There is a line between authority and autocracy, between governance and vendetta. Hadiza Bala Usman, once ensconced in the prestige of her office as Managing Director of the Nigerian Ports Authority (NPA), crossed that line with the quiet arrogance of unchecked power. Now, as she returns from political obscurity to peddle revisionist tales, BUA Group has drawn its line in return, with truth, contract, and unimpeachable fact.
This is no routine rebuttal. This is a public service. When Usman accused BUA Group and its chairman, the eminent industrialist Abdulsamad Rabiu, of breaching a concession agreement at the Port Harcourt terminal, she did more than distort the facts. She insulted the spirit of lawful enterprise. She mocked due process. She trivialised the dignity of her former office.
But BUA has responded with clarity, instead of anger. And not for vanity, but for posterity.
The Contract She Chose to Forget
In 2006, years before Hadiza Bala Usman ever walked the corridors of maritime power, BUA entered into a valid lease agreement with the NPA for Terminal B of the Rivers Port. The mandate was clear: rehabilitate, operate, and expand the terminal infrastructure.
By the time Usman assumed office in 2016, BUA had already begun discussions with the NPA to address remedial works, as the port’s original state was riddled with derelict iron ore remnants, structural deficiencies, and unsafe berths—all legacies of public neglect. These talks were nearing conclusion.
Instead of progressing those talks, she chose disruption. Rather than follow the contract’s dispute resolution mechanism, she wielded authority like a cudgel, summarily terminating BUA’s rights, decommissioning berths, and shutting down the terminal without consultation, without lawful authority, and in contempt of a standing court injunction.
By every measure of law and logic, Hadiza Bala Usman’s actions at the helm of NPA were an affront to good governance. Her decision to terminate BUA’s concession did not follow process. It was not supported by arbitration. It flouted the courts. And it trampled upon Article 17.3 of the concession agreement, which mandates exclusive resolution through arbitration.
No provision in the contract authorised her to decommission the terminal. She has yet to cite a clause. She never will. Because there isn’t one. Worse, after BUA provided indemnities and guarantees, the company was briefly permitted to resume operations, only for Usman to reverse course within three weeks and shut the terminal again, unilaterally.
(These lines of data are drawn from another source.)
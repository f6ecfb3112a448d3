//! Built-in palette tables.

use serde::{Deserialize, Serialize};

use super::Palette;
use crate::color::Rgb;

/// Hard-coded palettes for common terminal-like targets.
///
/// Every variant is deterministic and independent of the input image.
#[derive(Debug, Clone, Copy, PartialEq, Eq, Default, Serialize, Deserialize)]
#[serde(rename_all = "kebab-case")]
pub enum FixedPalette {
    /// Black and white.
    Mono,
    /// The 16 standard terminal colours (xterm defaults).
    #[default]
    Ansi16,
    /// 16 evenly spaced greys (`17 * i`).
    Grey16,
    /// 16 greys followed by a 6x8x5 RGB cube: 256 entries.
    Oc256,
}

const ANSI16: [Rgb; 16] = [
    Rgb::new(0x00, 0x00, 0x00),
    Rgb::new(0xCD, 0x00, 0x00),
    Rgb::new(0x00, 0xCD, 0x00),
    Rgb::new(0xCD, 0xCD, 0x00),
    Rgb::new(0x00, 0x00, 0xEE),
    Rgb::new(0xCD, 0x00, 0xCD),
    Rgb::new(0x00, 0xCD, 0xCD),
    Rgb::new(0xE5, 0xE5, 0xE5),
    Rgb::new(0x7F, 0x7F, 0x7F),
    Rgb::new(0xFF, 0x00, 0x00),
    Rgb::new(0x00, 0xFF, 0x00),
    Rgb::new(0xFF, 0xFF, 0x00),
    Rgb::new(0x5C, 0x5C, 0xFF),
    Rgb::new(0xFF, 0x00, 0xFF),
    Rgb::new(0x00, 0xFF, 0xFF),
    Rgb::new(0xFF, 0xFF, 0xFF),
];

impl FixedPalette {
    /// The colour table for this palette.
    pub fn colors(self) -> Vec<Rgb> {
        match self {
            FixedPalette::Mono => vec![Rgb::BLACK, Rgb::WHITE],
            FixedPalette::Ansi16 => ANSI16.to_vec(),
            FixedPalette::Grey16 => grey_ramp(),
            FixedPalette::Oc256 => {
                let mut colors = grey_ramp();
                colors.extend((0..240u32).map(|i| {
                    Rgb::new(
                        (((i / 40) % 6) * 255 / 5) as u8,
                        (((i / 5) % 8) * 255 / 7) as u8,
                        ((i % 5) * 255 / 4) as u8,
                    )
                }));
                colors
            }
        }
    }

    /// Build the [`Palette`]. Infallible: every table holds 2..=256 entries.
    pub fn palette(self) -> Palette {
        let colors = self.colors();
        match Palette::new(&colors) {
            Ok(palette) => palette,
            Err(err) => unreachable!("built-in palette {self:?} is invalid: {err}"),
        }
    }
}

fn grey_ramp() -> Vec<Rgb> {
    (0..16u8).map(|i| Rgb::new(17 * i, 17 * i, 17 * i)).collect()
}

#[cfg(test)]
mod tests {
    use super::*;

    #[test]
    fn test_fixed_sizes() {
        assert_eq!(FixedPalette::Mono.palette().len(), 2);
        assert_eq!(FixedPalette::Ansi16.palette().len(), 16);
        assert_eq!(FixedPalette::Grey16.palette().len(), 16);
        assert_eq!(FixedPalette::Oc256.palette().len(), 256);
    }

    #[test]
    fn test_fixed_is_deterministic() {
        for fixed in [
            FixedPalette::Mono,
            FixedPalette::Ansi16,
            FixedPalette::Grey16,
            FixedPalette::Oc256,
        ] {
            assert_eq!(fixed.palette(), fixed.palette());
        }
    }

    #[test]
    fn test_oc256_layout() {
        let colors = FixedPalette::Oc256.colors();
        assert_eq!(colors[15], Rgb::WHITE);
        // First cube entry is black, last is white
        assert_eq!(colors[16], Rgb::BLACK);
        assert_eq!(colors[255], Rgb::WHITE);
        // Blue axis has 5 levels
        assert_eq!(colors[17], Rgb::new(0, 0, 63));
        assert_eq!(colors[20], Rgb::new(0, 0, 255));
    }

    #[test]
    fn test_ansi16_endpoints() {
        let colors = FixedPalette::Ansi16.colors();
        assert_eq!(colors[0], Rgb::BLACK);
        assert_eq!(colors[15], Rgb::WHITE);
    }
}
If this was not hostility laced with personal vendetta, then what was it?
The President Saw Through It and Acted
When Abdulsamad Rabiu, ever composed and dignified, sought an audience with then-President Muhammadu Buhari, he did not ask for favours. He brought facts. Contracts. Correspondence. Court rulings.
President Buhari, a man not known for sentiment, responded with presidential decisiveness. He directed the Attorney General of the Federation (AGF) to investigate.
The AGF invited all parties: BUA, NPA, and Ms. Usman herself. BUA showed up. She did not. The review still went ahead. And the verdict was unambiguous: Usman’s termination was unlawful. The decommissioning was without basis. The NPA under her had breached its obligations, and BUA’s rights should be reinstated.
The result? President Buhari reversed her decisions. He preserved 4,000 jobs. He saved a $500 million investment cluster in Port Harcourt. He preserved Nigeria’s credibility before its own laws. That is the truth. And Hadiza Bala Usman cannot wish it away.
Hadiza now claims President Buhari was “misinformed.” The audacity is staggering. Here is a former head of a national agency, repudiated by her principal, whose decisions were overturned based on the advice of the nation’s top legal officer—now implying that both men lacked understanding.
It is an insult, not just to Buhari, but to the office of the President.
If Hadiza Bala Usman truly believed she acted lawfully, BUA challenges her to show Nigerians the exact clause that permitted her unilateral decommissioning. Let her cite chapter and verse. Let her test her righteousness against the written word. Otherwise, the record must stand: she acted in abuse of power. She governed with impunity. And she endangered one of Nigeria’s most strategic private sector investments.